Il y a en notre âme quelque chose qui n’est pas soumis à la mort. Nous pouvons soit avoir conscience de ce quelque chose, soit l’ignorer.
Celui qui connaît les autres est habile ; celui qui se connaît lui-même est éclairé. Celui qui vainc les autres est fort ; celui qui se vainc lui-même est puissant. Celui qui, au moment de mourir, sait qu’il est indestructible, est éternel.
— Laozi
Les hommes naissent et vivent seulement comme certaines déterminations de Dieu, qui ne peuvent donc pas être détruites — elles peuvent disparaître de notre vue, mais elles ne peuvent pas être détruites.
Le fait qu’un homme ait mis plus de temps qu’un autre à traverser mon champ de vision ne m’oblige nullement à attribuer plus de vie réelle au premier et moins au second. Si je vois une personne passer devant ma fenêtre, peu importe qu’elle marche vite ou lentement, je sais avec certitude que cette personne existait avant que je ne la voie et qu’elle continuera d’exister après avoir disparu de ma vue.

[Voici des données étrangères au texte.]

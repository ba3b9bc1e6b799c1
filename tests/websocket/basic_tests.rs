use super::*;
use task_board::websocket::events::{
    BE_CONNECTED, BE_ERROR, BE_JOINED_BOARD, BE_LEFT_BOARD, FE_JOIN_BOARD, FE_LEAVE_BOARD, PING, PONG,
};

#[tokio::test]
#[ignore = "requires running server"]
async fn test_connect_receives_welcome() {
    let config = TestConfig::from_env();
    let mut socket = connect(&config).await;
    let welcome = wait_for_event(&mut socket, BE_CONNECTED, config.timeout_duration).await;
    assert!(welcome.is_some(), "expected {}", BE_CONNECTED);
}

#[tokio::test]
#[ignore = "requires running server"]
async fn test_invalid_token_is_rejected() {
    let config = TestConfig::from_env();
    let result = connect_async(config.url_with_token("invalid.jwt.token")).await;
    assert!(result.is_err(), "connection should fail with an invalid token");
}

#[tokio::test]
#[ignore = "requires running server"]
async fn test_ping_pong() {
    let config = TestConfig::from_env();
    let mut socket = connect(&config).await;
    send_frame(&mut socket, PING, None, json!({})).await;
    let pong = wait_for_event(&mut socket, PONG, config.timeout_duration).await;
    assert!(pong.is_some());
}

#[tokio::test]
#[ignore = "requires running server"]
async fn test_join_and_leave_board() {
    let config = TestConfig::from_env();
    let board_id = config.board_id.expect("TEST_BOARD_ID is required");
    let mut socket = connect(&config).await;

    send_frame(&mut socket, FE_JOIN_BOARD, Some(board_id), json!({})).await;
    let joined = wait_for_event(&mut socket, BE_JOINED_BOARD, config.timeout_duration)
        .await
        .expect("no join acknowledgement");
    assert_eq!(joined["board_id"], board_id.to_string());
    assert!(joined["data"]["online_user_ids"].is_array());

    send_frame(&mut socket, FE_LEAVE_BOARD, Some(board_id), json!({})).await;
    assert!(wait_for_event(&mut socket, BE_LEFT_BOARD, config.timeout_duration).await.is_some());
}

#[tokio::test]
#[ignore = "requires running server"]
async fn test_relay_reaches_other_members_only() {
    let config = TestConfig::from_env();
    let board_id = config.board_id.expect("TEST_BOARD_ID is required");
    let mut sender = connect(&config).await;
    let mut watcher = connect(&config).await;

    for socket in [&mut sender, &mut watcher] {
        send_frame(socket, FE_JOIN_BOARD, Some(board_id), json!({})).await;
        wait_for_event(socket, BE_JOINED_BOARD, config.timeout_duration)
            .await
            .expect("no join acknowledgement");
    }

    send_frame(&mut sender, "FE_UPDATE_CARD", Some(board_id), json!({ "title": "moved" })).await;

    let relayed = wait_for_event(&mut watcher, "BE_UPDATE_CARD", config.timeout_duration)
        .await
        .expect("watcher did not receive relay");
    assert_eq!(relayed["data"]["title"], "moved");

    let echoed = wait_for_event(&mut sender, "BE_UPDATE_CARD", Duration::from_millis(500)).await;
    assert!(echoed.is_none(), "sender should not receive its own relay");
}

#[tokio::test]
#[ignore = "requires running server"]
async fn test_relay_outside_room_is_refused() {
    let config = TestConfig::from_env();
    let mut socket = connect(&config).await;
    send_frame(&mut socket, "FE_UPDATE_CARD", Some(Uuid::new_v4()), json!({})).await;
    assert!(wait_for_event(&mut socket, BE_ERROR, config.timeout_duration).await.is_some());
}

Je ne crois en aucune des religions existantes et ne peux donc pas être accusé de suivre aveuglément une tradition ou d’être influencé par mon éducation. Mais toute ma vie, j’ai réfléchi le plus profondément possible à la loi de notre vie. Je l’ai cherchée dans l’histoire de l’humanité et dans ma propre conscience, et je suis devenu fermement convaincu que la mort n’existe pas ; que la vie ne peut être autre chose qu’éternelle ; que le perfectionnement éternel de soi est la loi de la vie ; que toute faculté, toute pensée, toute aspiration qui m’a été donnée doit avoir son développement pratique ; qu’il existe en nous des pensées et des aspirations qui dépassent de très loin les possibilités de notre vie terrestre ; que c’est précisément le fait que nous ayons ces aspirations et que nous ne puissions pas en retracer l’origine dans nos sens qui prouve qu’elles nous viennent d’une sphère au-delà de la terre, et qu’elles ne peuvent être accomplies qu’en dehors d’elle ; que rien ne meurt ici sur terre sinon les différentes formes de matière, et que penser que nous mourons parce que nos corps meurent revient à penser qu’un ouvrier est mort parce que ses outils sont usés.
— Giuseppe Mazzini
Celui qui sait que le fondement de sa vie est l’âme est hors de tout danger. Lorsqu’il ferme les portes de ses sens à la fin de sa vie, il ne ressent aucune inquiétude.
— D’après Laozi
Dieu est la vie éternelle et universelle dans le temps et l’espace infinis. Il est tout ce qui existe, et il n’y a pas d’autre dieu que Dieu. Tout est en lui, rien n’est hors de lui. Et donc toute existence est une manifestation de sa vie, et chaque fois qu’une nouvelle vie naît, elle ne vient pas du néant, mais de lui ; et à la mort, elle ne cesse pas d’exister, mais retourne à lui.
— Enfantin
La vraie vie est au-delà du temps et de l’espace, et par conséquent la mort ne peut changer que la manière dont la vie se manifeste dans ce monde, sans pouvoir en aucun cas détruire la vie elle-même.
Personne ne peut te faire croire à l’immortalité, et tu ne peux pas te convaincre toi-même que tu es immortel. Pour avoir foi en l’immortalité, il faut que l’immortalité soit réelle, et pour qu’elle soit réelle, il faut voir sa vie dans ce qui est immortel.
Tu ne peux croire à une vie future qu’après avoir établi dans ta conscience une relation nouvelle au monde, une relation qui ne puisse entrer dans les limites de ta vie.
Vis avec la partie de ton âme qui se perçoit comme immortelle, celle qui ne craint pas la mort. Cette partie de ton âme, c’est l’amour.